MATERIALS PROVIDED ▸
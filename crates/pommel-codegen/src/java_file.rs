//! Declarations of a generated Java file and their layout

use crate::code_block::CodeBlock;
use crate::code_writer::{CodeWriter, Imports};
use pommel_model::{Annotation, ClassName, TypeName};

#[derive(Debug, Clone, Copy, PartialEq, Eq, PartialOrd, Ord)]
pub enum Modifier {
    Public,
    Abstract,
    Static,
}

impl Modifier {
    pub fn keyword(&self) -> &'static str {
        match self {
            Modifier::Public => "public",
            Modifier::Abstract => "abstract",
            Modifier::Static => "static",
        }
    }
}

fn emit_modifiers(writer: &mut CodeWriter, modifiers: &[Modifier]) {
    let mut sorted = modifiers.to_vec();
    sorted.sort();
    sorted.dedup();
    for modifier in sorted {
        writer.emit(modifier.keyword()).emit(" ");
    }
}

/// An annotation use site
#[derive(Debug, Clone, PartialEq, Eq)]
pub struct AnnotationDecl {
    type_name: ClassName,
    members: Vec<(String, CodeBlock)>,
}

impl AnnotationDecl {
    pub fn new(type_name: ClassName) -> Self {
        Self {
            type_name,
            members: Vec::new(),
        }
    }

    pub fn member(mut self, name: impl Into<String>, value: CodeBlock) -> Self {
        self.members.push((name.into(), value));
        self
    }

    /// Copy a host annotation, member values kept as written
    pub fn copy_of(annotation: &Annotation) -> Self {
        annotation
            .members
            .iter()
            .fold(Self::new(annotation.type_name.clone()), |decl, member| {
                decl.member(member.name.clone(), CodeBlock::of(member.value.clone()))
            })
    }

    fn emit(&self, writer: &mut CodeWriter, inline: bool) {
        let (whitespace, separator) = if inline { ("", ", ") } else { ("\n", ",\n") };

        writer.emit("@").emit_class(&self.type_name);
        match self.members.as_slice() {
            [] => {}
            [(name, value)] if name == "value" => {
                writer.emit("(").emit_code(value).emit(")");
            }
            members => {
                writer.emit("(").emit(whitespace).indent(2);
                for (i, (name, value)) in members.iter().enumerate() {
                    if i > 0 {
                        writer.emit(separator);
                    }
                    writer.emit(name).emit(" = ").emit_code(value);
                }
                writer.unindent(2).emit(whitespace).emit(")");
            }
        }
    }
}

#[derive(Debug, Clone, PartialEq, Eq)]
pub struct ParameterDecl {
    pub annotations: Vec<AnnotationDecl>,
    pub ty: TypeName,
    pub name: String,
}

impl ParameterDecl {
    pub fn new(ty: TypeName, name: impl Into<String>) -> Self {
        Self {
            annotations: Vec::new(),
            ty,
            name: name.into(),
        }
    }

    fn emit(&self, writer: &mut CodeWriter) {
        for annotation in &self.annotations {
            annotation.emit(writer, true);
            writer.emit(" ");
        }
        writer.emit_type(&self.ty).emit(" ").emit(&self.name);
    }
}

#[derive(Debug, Clone, PartialEq, Eq)]
pub struct MethodDecl {
    pub name: String,
    pub annotations: Vec<AnnotationDecl>,
    pub modifiers: Vec<Modifier>,
    pub return_type: TypeName,
    pub parameters: Vec<ParameterDecl>,
    /// Ignored for abstract methods
    pub body: CodeBlock,
}

impl MethodDecl {
    pub fn is_abstract(&self) -> bool {
        self.modifiers.contains(&Modifier::Abstract)
    }

    fn emit(&self, writer: &mut CodeWriter) {
        for annotation in &self.annotations {
            annotation.emit(writer, false);
            writer.emit("\n");
        }
        emit_modifiers(writer, &self.modifiers);
        writer
            .emit_type(&self.return_type)
            .emit(" ")
            .emit(&self.name)
            .emit("(");

        for (i, parameter) in self.parameters.iter().enumerate() {
            if i > 0 {
                writer.emit(",").wrapping_space();
            }
            parameter.emit(writer);
        }
        writer.emit(")");

        if self.is_abstract() {
            writer.emit(";\n");
        } else {
            writer.emit(" {\n").indent(1).emit_code(&self.body).unindent(1).emit("}\n");
        }
    }
}

/// A top-level class
#[derive(Debug, Clone, PartialEq, Eq)]
pub struct TypeDecl {
    pub name: String,
    pub annotations: Vec<AnnotationDecl>,
    pub modifiers: Vec<Modifier>,
    pub methods: Vec<MethodDecl>,
}

impl TypeDecl {
    fn emit(&self, writer: &mut CodeWriter) {
        for annotation in &self.annotations {
            annotation.emit(writer, false);
            writer.emit("\n");
        }
        emit_modifiers(writer, &self.modifiers);
        writer.emit("class ").emit(&self.name).emit(" {\n");

        writer.push_type(&self.name);
        writer.indent(1);
        for (i, method) in self.methods.iter().enumerate() {
            if i > 0 {
                writer.emit("\n");
            }
            method.emit(writer);
        }
        writer.unindent(1);
        writer.pop_type();

        writer.emit("}\n");
    }
}

/// One compilation unit
#[derive(Debug, Clone, PartialEq, Eq)]
pub struct JavaFile {
    pub package: String,
    pub type_decl: TypeDecl,
}

impl JavaFile {
    pub fn file_name(&self) -> String {
        format!("{}.java", self.type_decl.name)
    }

    /// Render the file: a collecting pass for imports, then the real one
    pub fn to_source(&self) -> String {
        let mut collector = CodeWriter::new(&self.package, Imports::new());
        self.emit(&mut collector);

        let mut writer = CodeWriter::new(&self.package, collector.suggested_imports());
        self.emit(&mut writer);
        writer.finish()
    }

    fn emit(&self, writer: &mut CodeWriter) {
        if !self.package.is_empty() {
            writer.emit("package ").emit(&self.package).emit(";\n").emit("\n");
        }

        let mut imports: Vec<String> = writer
            .imported()
            .values()
            .map(ClassName::canonical_name)
            .collect();
        imports.sort();
        for import in &imports {
            writer.emit("import ").emit(import).emit(";\n");
        }
        if !imports.is_empty() {
            writer.emit("\n");
        }

        self.type_decl.emit(writer);
    }
}
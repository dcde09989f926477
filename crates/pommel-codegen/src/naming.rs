//! Naming conventions for generated modules.
//!
//! | Source | Function | Output |
//! |--------|----------|--------|
//! | class `test.Outer$Inner` | [`type_module_name`] | `Outer$Inner_SoloModule` |
//! | function `baseUrl` in `test.Sample$Companion` | [`function_module_name`] | `Sample_Companion_baseUrl_SoloModule` |
//! | class `test.Outer$Inner` | [`provides_method_name`] | `provides_test_Outer$Inner` |
//! | class `test.Outer$Inner` | [`binds_method_name`] | `binds_test_Outer$Inner` |
//! | function `baseUrl` in `test.SourceKt` | [`function_method_name`] | `provides_test_SourceKt_baseUrl` |

use crate::error::{CodegenError, CodegenResult};
use pommel_model::ClassName;

/// Suffix of every generated module
pub const MODULE_SUFFIX: &str = "_SoloModule";

const JAVA_KEYWORDS: &[&str] = &[
    "abstract", "assert", "boolean", "break", "byte", "case", "catch", "char", "class", "const",
    "continue", "default", "do", "double", "else", "enum", "extends", "final", "finally", "float",
    "for", "goto", "if", "implements", "import", "instanceof", "int", "interface", "long",
    "native", "new", "package", "private", "protected", "public", "return", "short", "static",
    "strictfp", "super", "switch", "synchronized", "this", "throw", "throws", "transient", "try",
    "void", "volatile", "while", "true", "false", "null",
];

/// Lowercase the first character.
///
/// # Examples
///
/// ```
/// use pommel_codegen::naming::decapitalize;
///
/// assert_eq!(decapitalize("SampleClass"), "sampleClass");
/// assert_eq!(decapitalize("URL"), "uRL");
/// assert_eq!(decapitalize(""), "");
/// ```
pub fn decapitalize(s: &str) -> String {
    let mut chars = s.chars();
    match chars.next() {
        None => String::new(),
        Some(first) => first.to_lowercase().chain(chars).collect(),
    }
}

/// Module name of a class: its nesting kept with `$`, so the module is a
/// top-level peer of the outermost class.
///
/// # Examples
///
/// ```
/// use pommel_codegen::naming::type_module_name;
/// use pommel_model::ClassName;
///
/// let inner = ClassName::best_guess("test.SampleClass$InnerClass").unwrap();
/// assert_eq!(type_module_name(&inner), "SampleClass$InnerClass_SoloModule");
/// ```
pub fn type_module_name(class: &ClassName) -> String {
    format!("{}{MODULE_SUFFIX}", class.simple_names().join("$"))
}

/// Module name of a function: container names and the function joined by `_`
pub fn function_module_name(container: &ClassName, function: &str) -> String {
    format!(
        "{}_{function}{MODULE_SUFFIX}",
        container.simple_names().join("_")
    )
}

pub fn provides_method_name(class: &ClassName) -> String {
    format!("provides_{}", flatten(class))
}

pub fn binds_method_name(class: &ClassName) -> String {
    format!("binds_{}", flatten(class))
}

pub fn function_method_name(container: &ClassName, function: &str) -> String {
    format!("provides_{}_{function}", flatten(container))
}

/// Reflection name with package dots turned into underscores
fn flatten(class: &ClassName) -> String {
    class.reflection_name().replace('.', "_")
}

/// Check that `identifier` can be used as a Java name
pub fn check_identifier(identifier: &str, context: &str) -> CodegenResult<()> {
    let mut chars = identifier.chars();
    let well_formed = match chars.next() {
        Some(first) if first.is_alphabetic() || first == '_' || first == '$' => {
            chars.all(|c| c.is_alphanumeric() || c == '_' || c == '$')
        }
        _ => false,
    };

    if !well_formed || JAVA_KEYWORDS.contains(&identifier) {
        return Err(CodegenError::invalid_identifier(identifier, context));
    }
    Ok(())
}
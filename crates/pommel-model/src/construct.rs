//! Annotated constructs discovered by the host.
//!
//! A [`Construct`] is one declaration carrying `@SoloModule`: a class, a
//! function, or a property getter. Constructs are read-only inputs; the core
//! never mutates them.

use crate::annotation::{Annotated, Annotation};
use crate::type_name::{ClassName, TypeName};
use serde::{Deserialize, Serialize};

/// Types that count as "no superclass"
pub const ROOT_TYPES: [&str; 2] = ["java.lang.Object", "kotlin.Any"];

/// Placeholder values the host uses for "binding class not given"
pub const BINDING_CLASS_SENTINELS: [&str; 3] = ["java.lang.Void", "java.lang.Object", "kotlin.Nothing"];

// ============================================================================
// Declaration details
// ============================================================================

/// Declared visibility of a construct or constructor
#[derive(Debug, Clone, Copy, PartialEq, Eq, Hash, Default, Serialize, Deserialize)]
#[serde(rename_all = "snake_case")]
pub enum Visibility {
    #[default]
    Public,
    Protected,
    Internal,
    Package,
    Private,
}

impl Visibility {
    pub fn is_public(self) -> bool {
        self == Visibility::Public
    }

    pub fn is_private(self) -> bool {
        self == Visibility::Private
    }
}

/// A constructor or function parameter
#[derive(Debug, Clone, PartialEq, Eq, Serialize, Deserialize)]
pub struct Parameter {
    pub name: String,

    #[serde(rename = "type")]
    pub ty: TypeName,

    #[serde(default, skip_serializing_if = "Vec::is_empty")]
    pub annotations: Vec<Annotation>,
}

impl Parameter {
    pub fn new(name: impl Into<String>, ty: TypeName) -> Self {
        Self {
            name: name.into(),
            ty,
            annotations: Vec::new(),
        }
    }

    pub fn with_annotation(mut self, annotation: Annotation) -> Self {
        self.annotations.push(annotation);
        self
    }
}

impl Annotated for Parameter {
    fn annotations(&self) -> &[Annotation] {
        &self.annotations
    }
}

/// A class constructor
#[derive(Debug, Clone, PartialEq, Eq, Default, Serialize, Deserialize)]
pub struct Constructor {
    #[serde(default)]
    pub visibility: Visibility,

    /// Whether the constructor carries `@Inject`
    #[serde(default)]
    pub injectable: bool,

    #[serde(default)]
    pub parameters: Vec<Parameter>,
}

impl Constructor {
    /// An `@Inject` constructor with the given parameters
    pub fn injectable(parameters: Vec<Parameter>) -> Self {
        Self {
            visibility: Visibility::Public,
            injectable: true,
            parameters,
        }
    }
}

// ============================================================================
// Marker parameters
// ============================================================================

/// The `bindingClass` marker parameter
#[derive(Debug, Clone, PartialEq, Eq, Default, Serialize, Deserialize)]
#[serde(from = "Option<TypeName>", into = "Option<TypeName>")]
pub enum BindingClass {
    /// Infer the binding type
    #[default]
    Unspecified,

    /// Bind exactly this type
    Specified(TypeName),
}

impl BindingClass {
    pub fn specified(&self) -> Option<&TypeName> {
        match self {
            BindingClass::Unspecified => None,
            BindingClass::Specified(ty) => Some(ty),
        }
    }
}

impl From<Option<TypeName>> for BindingClass {
    fn from(value: Option<TypeName>) -> Self {
        match value {
            Some(TypeName::Class(class))
                if BINDING_CLASS_SENTINELS.contains(&class.canonical_name().as_str()) =>
            {
                BindingClass::Unspecified
            }
            Some(ty) => BindingClass::Specified(ty),
            None => BindingClass::Unspecified,
        }
    }
}

impl From<BindingClass> for Option<TypeName> {
    fn from(value: BindingClass) -> Self {
        match value {
            BindingClass::Unspecified => None,
            BindingClass::Specified(ty) => Some(ty),
        }
    }
}

/// Parameters of the `@SoloModule` marker
#[derive(Debug, Clone, PartialEq, Eq, Serialize, Deserialize)]
pub struct SoloModule {
    #[serde(default)]
    pub binding_class: BindingClass,

    /// Explicit install target, bypassing the scope table
    #[serde(default)]
    pub install_in: Option<ClassName>,

    /// Emit the `@InstallIn` declaration
    #[serde(default = "default_true")]
    pub install: bool,

    /// Infer the binding type from declared supertypes
    #[serde(default = "default_true")]
    pub bind_super_type: bool,
}

fn default_true() -> bool {
    true
}

impl Default for SoloModule {
    fn default() -> Self {
        Self {
            binding_class: BindingClass::Unspecified,
            install_in: None,
            install: default_true(),
            bind_super_type: default_true(),
        }
    }
}

// ============================================================================
// Constructs
// ============================================================================

/// Declared supertypes of a class, with the root type filtered out
#[derive(Debug, Clone, Copy, PartialEq, Eq)]
pub struct Supertypes<'a> {
    pub superclass: Option<&'a TypeName>,
    pub interfaces: &'a [TypeName],
}

/// A class annotated with `@SoloModule`
#[derive(Debug, Clone, PartialEq, Eq, Serialize, Deserialize)]
pub struct TypeConstruct {
    pub name: ClassName,

    #[serde(default)]
    pub visibility: Visibility,

    /// Nested classes only: declared without an outer-instance reference
    #[serde(default)]
    pub is_static: bool,

    #[serde(default)]
    pub superclass: Option<TypeName>,

    #[serde(default)]
    pub interfaces: Vec<TypeName>,

    #[serde(default)]
    pub constructors: Vec<Constructor>,

    #[serde(default)]
    pub annotations: Vec<Annotation>,

    #[serde(default)]
    pub solo_module: SoloModule,
}

impl TypeConstruct {
    /// A public top-level class with no constructors yet
    pub fn new(name: ClassName) -> Self {
        Self {
            name,
            visibility: Visibility::Public,
            is_static: false,
            superclass: None,
            interfaces: Vec::new(),
            constructors: Vec::new(),
            annotations: Vec::new(),
            solo_module: SoloModule::default(),
        }
    }

    pub fn own_type(&self) -> TypeName {
        TypeName::Class(self.name.clone())
    }

    pub fn is_nested(&self) -> bool {
        self.name.enclosing_class_name().is_some()
    }

    pub fn declared_supertypes(&self) -> Supertypes<'_> {
        let superclass = self.superclass.as_ref().filter(|ty| {
            !ty.raw_class_name()
                .is_some_and(|class| ROOT_TYPES.contains(&class.canonical_name().as_str()))
        });
        Supertypes {
            superclass,
            interfaces: &self.interfaces,
        }
    }

    pub fn injectable_constructors(&self) -> Vec<&Constructor> {
        self.constructors.iter().filter(|c| c.injectable).collect()
    }
}

impl Annotated for TypeConstruct {
    fn annotations(&self) -> &[Annotation] {
        &self.annotations
    }
}

/// A function annotated with `@SoloModule`
#[derive(Debug, Clone, PartialEq, Eq, Serialize, Deserialize)]
pub struct FunctionConstruct {
    /// The class, object, companion or file facade declaring the function
    pub container: ClassName,

    pub name: String,

    #[serde(default)]
    pub visibility: Visibility,

    #[serde(default)]
    pub is_static: bool,

    #[serde(default)]
    pub parameters: Vec<Parameter>,

    pub return_type: TypeName,

    #[serde(default)]
    pub annotations: Vec<Annotation>,

    #[serde(default)]
    pub solo_module: SoloModule,
}

impl Annotated for FunctionConstruct {
    fn annotations(&self) -> &[Annotation] {
        &self.annotations
    }
}

/// A property whose getter is annotated with `@SoloModule`
#[derive(Debug, Clone, PartialEq, Eq, Serialize, Deserialize)]
pub struct PropertyAccessor {
    pub container: ClassName,

    pub property: String,

    #[serde(default)]
    pub visibility: Visibility,

    #[serde(default)]
    pub is_static: bool,

    pub return_type: TypeName,

    #[serde(default)]
    pub annotations: Vec<Annotation>,

    #[serde(default)]
    pub solo_module: SoloModule,
}

impl PropertyAccessor {
    /// JVM name of the getter: `baseUrl` becomes `getBaseUrl`, `isReady` stays.
    pub fn accessor_name(&self) -> String {
        let property = self.property.as_str();
        if let Some(rest) = property.strip_prefix("is")
            && rest.starts_with(|c: char| c.is_uppercase())
        {
            return property.to_string();
        }

        let mut chars = property.chars();
        match chars.next() {
            Some(first) => format!("get{}{}", first.to_uppercase(), chars.as_str()),
            None => "get".to_string(),
        }
    }
}

impl Annotated for PropertyAccessor {
    fn annotations(&self) -> &[Annotation] {
        &self.annotations
    }
}

/// One annotated declaration
#[derive(Debug, Clone, PartialEq, Eq, Serialize, Deserialize)]
#[serde(tag = "kind", rename_all = "snake_case")]
pub enum Construct {
    Type(TypeConstruct),
    Function(FunctionConstruct),
    PropertyAccessor(PropertyAccessor),
}

impl Construct {
    /// Location string used in diagnostics and logs
    pub fn display_name(&self) -> String {
        match self {
            Construct::Type(ty) => ty.name.canonical_name(),
            Construct::Function(function) => {
                format!("{}.{}", function.container.canonical_name(), function.name)
            }
            Construct::PropertyAccessor(accessor) => {
                format!(
                    "{}.{}",
                    accessor.container.canonical_name(),
                    accessor.accessor_name()
                )
            }
        }
    }

    pub fn solo_module(&self) -> &SoloModule {
        match self {
            Construct::Type(ty) => &ty.solo_module,
            Construct::Function(function) => &function.solo_module,
            Construct::PropertyAccessor(accessor) => &accessor.solo_module,
        }
    }

    pub fn visibility(&self) -> Visibility {
        match self {
            Construct::Type(ty) => ty.visibility,
            Construct::Function(function) => function.visibility,
            Construct::PropertyAccessor(accessor) => accessor.visibility,
        }
    }

    /// Package the generated artifact is written into
    pub fn package(&self) -> &str {
        match self {
            Construct::Type(ty) => ty.name.package(),
            Construct::Function(function) => function.container.package(),
            Construct::PropertyAccessor(accessor) => accessor.container.package(),
        }
    }
}

impl Annotated for Construct {
    fn annotations(&self) -> &[Annotation] {
        match self {
            Construct::Type(ty) => &ty.annotations,
            Construct::Function(function) => &function.annotations,
            Construct::PropertyAccessor(accessor) => &accessor.annotations,
        }
    }
}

EXERCISE ▸
In the data above, find each line where the string "enumerate" appears, then copy it.

OUTPUT BELOW ▸
                for (i, (name, value)) in members.iter().enumerate() {
        for (i, parameter) in self.parameters.iter().enumerate() {
        for (i, method) in self.methods.iter().enumerate() {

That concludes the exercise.